The captain also noted that the ship’s “inherent limitations of space” prevent the crew of over 4,000 sailors from being able to practice social distancing.

“The spread of the disease is ongoing and accelerating,” Crozier wrote.

“Removing the majority of personnel from a deployed U.S. nuclear aircraft carrier and isolating them for two weeks may seem like an extraordinary measure,” he continued. “This is a necessary risk. Keeping over 4,000 young men and women on board the TR is an unnecessary risk and breaks faith with those Sailors entrusted to our care.”

PEN America CEO Suzanne Nossel told the Daily Caller News Foundation in a statement that Crozier’s dismissal should “send a chill down the spine of every American who values the First Amendment.” PEN America is nonprofit working to defend free expression in the United States.

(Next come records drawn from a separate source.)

use serde_json::Value;
use std::io::{self, BufRead, Write};
use tracing_subscriber::EnvFilter;
use webhook_manager::ops;
use webhook_manager::rpc::{self, err_response, JsonRpcRequest, JsonRpcResponse};
use webhook_manager::state;

#[tokio::main]
async fn main() {
    init_tracing();

    let state = state::new_shared_state();
    let handle = tokio::runtime::Handle::current();

    // Stdin loop on a blocking thread to avoid blocking the async runtime.
    let result = tokio::task::spawn_blocking(move || {
        let stdin = io::stdin();
        let stdout = io::stdout();
        let mut out = stdout.lock();
        let mut line = String::new();

        loop {
            line.clear();
            match stdin.lock().read_line(&mut line) {
                Ok(0) | Err(_) => break,
                _ => {}
            }

            let trimmed = line.trim();
            if trimmed.is_empty() {
                continue;
            }

            let request: JsonRpcRequest = match serde_json::from_str(trimmed) {
                Ok(r) => r,
                Err(e) => {
                    let resp = err_response(
                        Value::Number(0.into()),
                        rpc::PARSE_ERROR,
                        format!("Parse error: {e}"),
                    );
                    emit_line(&mut out, &resp);
                    continue;
                }
            };

            // Finished tests are published while the host is waiting on us.
            if request.method == "execute" || request.method.starts_with("resources.") {
                let events = handle.block_on(ops::drain_pending_events(&state));
                for event in events {
                    publish_event(&mut out, &stdin, &event);
                }
            }

            let is_shutdown = request.method == "shutdown";
            let response = handle.block_on(ops::handle_request(&request, &state));
            emit_line(&mut out, &response);

            if is_shutdown {
                break;
            }
        }
    })
    .await;

    if let Err(e) = result {
        tracing::error!(error = %e, "request loop panicked");
    }
}

/// Logs go to stderr; stdout carries the protocol.
fn init_tracing() {
    let filter = EnvFilter::try_from_default_env().unwrap_or_else(|_| EnvFilter::new("info"));
    tracing_subscriber::fmt()
        .with_env_filter(filter)
        .with_writer(io::stderr)
        .with_target(false)
        .init();
}

fn emit_line(out: &mut impl Write, resp: &JsonRpcResponse) {
    match serde_json::to_string(resp) {
        Ok(line) => {
            let _ = writeln!(out, "{line}");
            let _ = out.flush();
        }
        Err(e) => tracing::error!(error = %e, "failed to serialize response"),
    }
}

fn publish_event(out: &mut impl Write, stdin: &io::Stdin, event: &Value) {
    let _ = writeln!(out, "{event}");
    let _ = out.flush();

    // Read back the host's acknowledgement to keep the protocol in sync.
    let mut ack = String::new();
    if let Err(e) = stdin.lock().read_line(&mut ack) {
        tracing::warn!(error = %e, "failed to read event acknowledgement");
    }
}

“Speaking out earnestly on a grave matter of health and safety for the sailors under his command in the midst of a life-threatening pandemic was an act of conscience and compassion,” Nossel said. “To be penalized for that is shameful.”

“The navy’s action today demonstrates that this administration’s ‘shoot the messenger’ approach to handling its own failings has now taken hold in the U.S. military as well,” the PEN America CEO added. “Our leaders have lost sight of the fact that there are values higher in this country than the preservation of their reputations.”